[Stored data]
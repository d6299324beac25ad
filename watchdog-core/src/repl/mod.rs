//! Console tooling shared between the firmware and the emulator.
//!
//! The text grammar lives in [`grammar`] and produces the same
//! [`Command`](crate::protocol::Command) values as the byte protocol;
//! [`status`] renders engine snapshots as text.

pub mod grammar;
pub mod status;
//! Physical output lines driven by the supervisor.
//!
//! The reset and power lines are wired open-drain to the host's front-panel
//! header: asserting pulls the host pin low, releasing lets the host's own
//! pull-up take it high again. The status LED uses the same abstraction so the
//! indicator controller can share the driver.

/// Identifier for the logical output lines exposed by the controller.
#[derive(Copy, Clone, Debug, Eq, PartialEq)]
#[cfg_attr(feature = "defmt", derive(defmt::Format))]
pub enum LineId {
    Reset,
    Power,
    Led,
}

impl LineId {
    /// Deterministic index for lookups into [`ALL_LINES`].
    pub const fn as_index(self) -> usize {
        match self {
            LineId::Reset => 0,
            LineId::Power => 1,
            LineId::Led => 2,
        }
    }

    /// Attempts to construct a [`LineId`] from a raw index.
    pub const fn from_index(index: usize) -> Option<Self> {
        match index {
            0 => Some(LineId::Reset),
            1 => Some(LineId::Power),
            2 => Some(LineId::Led),
            _ => None,
        }
    }
}

/// Level a line rests at when nothing drives it.
#[derive(Copy, Clone, Debug, Eq, PartialEq)]
#[cfg_attr(feature = "defmt", derive(defmt::Format))]
pub enum LineIdleState {
    ReleasedHigh,
    DrivenLow,
}

/// Metadata describing how a line is routed on the board.
#[derive(Copy, Clone, Debug, Eq, PartialEq)]
pub struct LineInfo {
    pub id: LineId,
    pub name: &'static str,
    pub mcu_pin: &'static str,
    pub idle: LineIdleState,
}

impl LineInfo {
    pub const fn new(
        id: LineId,
        name: &'static str,
        mcu_pin: &'static str,
        idle: LineIdleState,
    ) -> Self {
        Self {
            id,
            name,
            mcu_pin,
            idle,
        }
    }
}

/// Compile-time catalog of every output line.
pub const ALL_LINES: [LineInfo; 3] = [
    LineInfo::new(LineId::Reset, "RESET*", "PA4", LineIdleState::ReleasedHigh),
    LineInfo::new(LineId::Power, "PWR*", "PA2", LineIdleState::ReleasedHigh),
    LineInfo::new(LineId::Led, "LED", "PA5", LineIdleState::DrivenLow),
];

/// Retrieve line metadata by identifier.
pub const fn line_by_id(id: LineId) -> LineInfo {
    ALL_LINES[id.as_index()]
}

/// Action taken on a line.
#[derive(Copy, Clone, Debug, Eq, PartialEq)]
#[cfg_attr(feature = "defmt", derive(defmt::Format))]
pub enum LineAction {
    AssertLow,
    Release,
}

impl LineAction {
    /// Action that produces the requested logical level.
    pub const fn for_level(high: bool) -> Self {
        if high {
            LineAction::Release
        } else {
            LineAction::AssertLow
        }
    }

    /// Short label used in logs and console output.
    pub const fn label(self) -> &'static str {
        match self {
            LineAction::AssertLow => "assert-low",
            LineAction::Release => "release",
        }
    }
}

/// Abstraction over the physical line drivers.
pub trait LineDriver {
    /// Applies the requested action to the line.
    fn apply(&mut self, line: LineId, action: LineAction);

    /// Releases every line to its idle level.
    fn release_all(&mut self) {
        self.apply(LineId::Reset, LineAction::Release);
        self.apply(LineId::Power, LineAction::Release);
        self.apply(LineId::Led, LineAction::AssertLow);
    }
}

/// Line driver that performs no hardware interaction.
#[derive(Copy, Clone, Debug, Default)]
pub struct NoopLineDriver;

impl NoopLineDriver {
    /// Creates a new no-op line driver.
    pub const fn new() -> Self {
        Self
    }
}

impl LineDriver for NoopLineDriver {
    fn apply(&mut self, _: LineId, _: LineAction) {}

    fn release_all(&mut self) {}
}

#[cfg(test)]
mod tests {
    use super::*;

    #[test]
    fn line_lookup_returns_expected_metadata() {
        let reset = line_by_id(LineId::Reset);
        assert_eq!(reset.name, "RESET*");
        assert_eq!(reset.mcu_pin, "PA4");
        assert_eq!(reset.idle, LineIdleState::ReleasedHigh);

        let led = line_by_id(LineId::Led);
        assert_eq!(led.idle, LineIdleState::DrivenLow);
    }

    #[test]
    fn index_round_trips_for_every_line() {
        for info in ALL_LINES {
            assert_eq!(LineId::from_index(info.id.as_index()), Some(info.id));
        }
        assert_eq!(LineId::from_index(3), None);
    }

    #[test]
    fn action_for_level_maps_high_to_release() {
        assert_eq!(LineAction::for_level(true), LineAction::Release);
        assert_eq!(LineAction::for_level(false), LineAction::AssertLow);
    }
}
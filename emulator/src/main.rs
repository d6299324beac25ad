mod session;

use std::env;
use std::io::{self, BufRead, Write};
use std::path::PathBuf;
use std::process;

use session::{DEFAULT_TRANSCRIPT_PATH, Session};

fn main() -> io::Result<()> {
    let transcript = parse_transcript_path().unwrap_or_else(|err| {
        eprintln!("{err}");
        eprintln!("Usage: watchdog-emulator [--transcript <path> | --no-transcript]");
        process::exit(2);
    });

    let stdin = io::stdin();
    let mut reader = stdin.lock();
    let stdout = io::stdout();
    let mut writer = stdout.lock();
    let mut session = match transcript {
        Some(path) => Session::with_transcript(&path)?,
        None => Session::new(),
    };
    let mut line = String::new();

    writeln!(
        writer,
        "Host Watchdog Emulator ready. Type `help` for commands or `exit` to quit."
    )?;

    loop {
        line.clear();
        write!(writer, "> ")?;
        writer.flush()?;

        let bytes_read = reader.read_line(&mut line)?;
        if bytes_read == 0 {
            writeln!(writer)?;
            break;
        }

        let trimmed = line.trim();
        if trimmed.is_empty() {
            continue;
        }

        if should_terminate(trimmed) {
            writeln!(writer, "Session closed.")?;
            break;
        }

        let responses = session.handle_command(trimmed)?;
        for response in responses {
            writeln!(writer, "{response}")?;
        }
    }

    Ok(())
}

fn should_terminate(input: &str) -> bool {
    input.eq_ignore_ascii_case("exit") || input.eq_ignore_ascii_case("quit")
}

fn parse_transcript_path() -> Result<Option<PathBuf>, String> {
    let mut args = env::args().skip(1);
    let Some(arg) = args.next() else {
        return Ok(Some(PathBuf::from(DEFAULT_TRANSCRIPT_PATH)));
    };

    if arg == "--no-transcript" {
        Ok(None)
    } else if let Some(value) = arg.strip_prefix("--transcript=") {
        Ok(Some(PathBuf::from(value)))
    } else if arg == "--transcript" {
        args.next()
            .map(|value| Some(PathBuf::from(value)))
            .ok_or_else(|| "Expected value after --transcript".to_string())
    } else {
        Err(format!("Unknown argument `{arg}`"))
    }
}
use core::panic::PanicInfo;
use defmt::error;

#[panic_handler]
fn panic(info: &PanicInfo) -> ! {
    error!("PANIC: {}", defmt::Display2Format(info));
    cortex_m::asm::udf();
}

Your objective:
From the data above, copy each line that has the string "filename".

Finished task:
filename watchdog-core/src/repl/mod.rs
filename emulator/src/main.rs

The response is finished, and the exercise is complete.